## [DIRECTIONS FOR THIS TASK]
In the records below, find every line that contains "filename" and list it.

*-*-*

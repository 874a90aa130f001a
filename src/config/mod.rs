//! # Configuration Module
//!
//! 환경 변수 기반 설정값을 읽는 상태 없는 접근자 모음입니다.
//! 바이너리는 설정을 읽기 전에 `dotenv`로 `.env.<PROFILE>` 파일을 로드합니다.
//!
//! ## 환경 변수
//!
//! ```bash
//! export PROFILE="dev"                        # .env.dev 로드
//! export COMPONENT_DEFAULT_SCOPE="singleton"  # singleton | transient | request
//! export RUST_LOG="info"
//! export APP_NAME="demo-host"
//! ```
//!
//! ## 사용 예제
//!
//! ```rust,ignore
//! use crate::config::CoreConfig;
//!
//! let options = AppOptions::new(AppInfo::new(CoreConfig::app_name(), "0.1.0"))
//!     .with_default_scope(CoreConfig::default_scope());
//! ```

pub mod core_config;

pub use core_config::*;
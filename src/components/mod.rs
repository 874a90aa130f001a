//! # Components Module
//!
//! 컴포넌트 메타데이터와 레지스트리 서브시스템입니다.
//!
//! ## 모듈 구성
//!
//! | 모듈 | 역할 |
//! |------|------|
//! | [`metadata`] | `(네임스페이스, 클래스)` 키의 메타데이터 저장소 |
//! | [`factory`] | 클래스/메서드/파라미터/프로퍼티 데코레이터 빌더 |
//! | [`annotations`] | 코어 등록 데코레이터 (`component`, `service`, `repository` ...) |
//! | [`info`] | 등록된 클래스 하나의 서술자 |
//! | [`binder`] | 서술자 → 컨테이너 바인딩 |
//! | [`registry`] | 애플리케이션 단위 컴포넌트 카탈로그 |
//! | [`data`] | 데이터 컴포넌트 하위 카탈로그 |
//!
//! ## 흐름
//!
//! ```text
//! Class::define ──► MetadataStore ──► ComponentRegistry::register
//!   (데코레이터 적용)   (등록 정보, 항목)     ├─ ComponentInfo::new (정렬)
//!                                          ├─ ComponentBinder::bind_component
//!                                          └─ 카탈로그에 추가
//! ```

pub mod annotations;
pub mod binder;
pub mod class;
pub mod data;
pub mod decorator;
pub mod factory;
pub mod info;
pub mod metadata;
pub mod registration;
pub mod registry;

pub use annotations::{cli, component, config, controller, data, field, repository, service};
pub use binder::ComponentBinder;
pub use class::{Class, ClassEntry, ClassId, ClassRef};
pub use data::{DataComponentInfo, DataField, DataRegistry};
pub use decorator::{DecoratorEntry, DecoratorFilter, DecoratorKind};
pub use factory::{
    ClassDecorator, ClassDefinition, ComponentFactory, DecorationContext, MethodDecorator, ParameterDecorator,
    PropertyDecorator,
};
pub use info::ComponentInfo;
pub use metadata::{ComponentMetadata, ControllerMetadata, MetadataStore};
pub use registration::{ComponentOptions, ComponentType, CoreDecorator, Registration, Scope};
pub use registry::{ComponentDecoratorInfo, ComponentFilter, ComponentRegistry, RegistrySummary};
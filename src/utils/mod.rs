//! 공통 유틸리티 함수 모듈
//! 
//! 크레이트 전체에서 사용되는 공통 유틸리티 함수들을 제공합니다.
//!
//! # Modules
//!
//! - [`string_utils`] - 타입 이름, 모듈 경로, 선택적 문자열 처리
//! - [`display_terminal`] - 부트스트랩 터미널 출력 함수들
//!
//! # Examples
//!
//! ```rust,ignore
//! use crate::utils::string_utils::short_type_name;
//! use crate::utils::display_terminal::print_boxed_title;
//!
//! assert_eq!(short_type_name("my_app::users::UserRepository"), "UserRepository");
//!
//! print_boxed_title("host v0.1.0");
//! ```

pub mod string_utils;
pub mod display_terminal;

*-*-*

## [ANSWER TO THE PROBLEM]
filename src/config/mod.rs
filename src/components/mod.rs
filename src/utils/mod.rs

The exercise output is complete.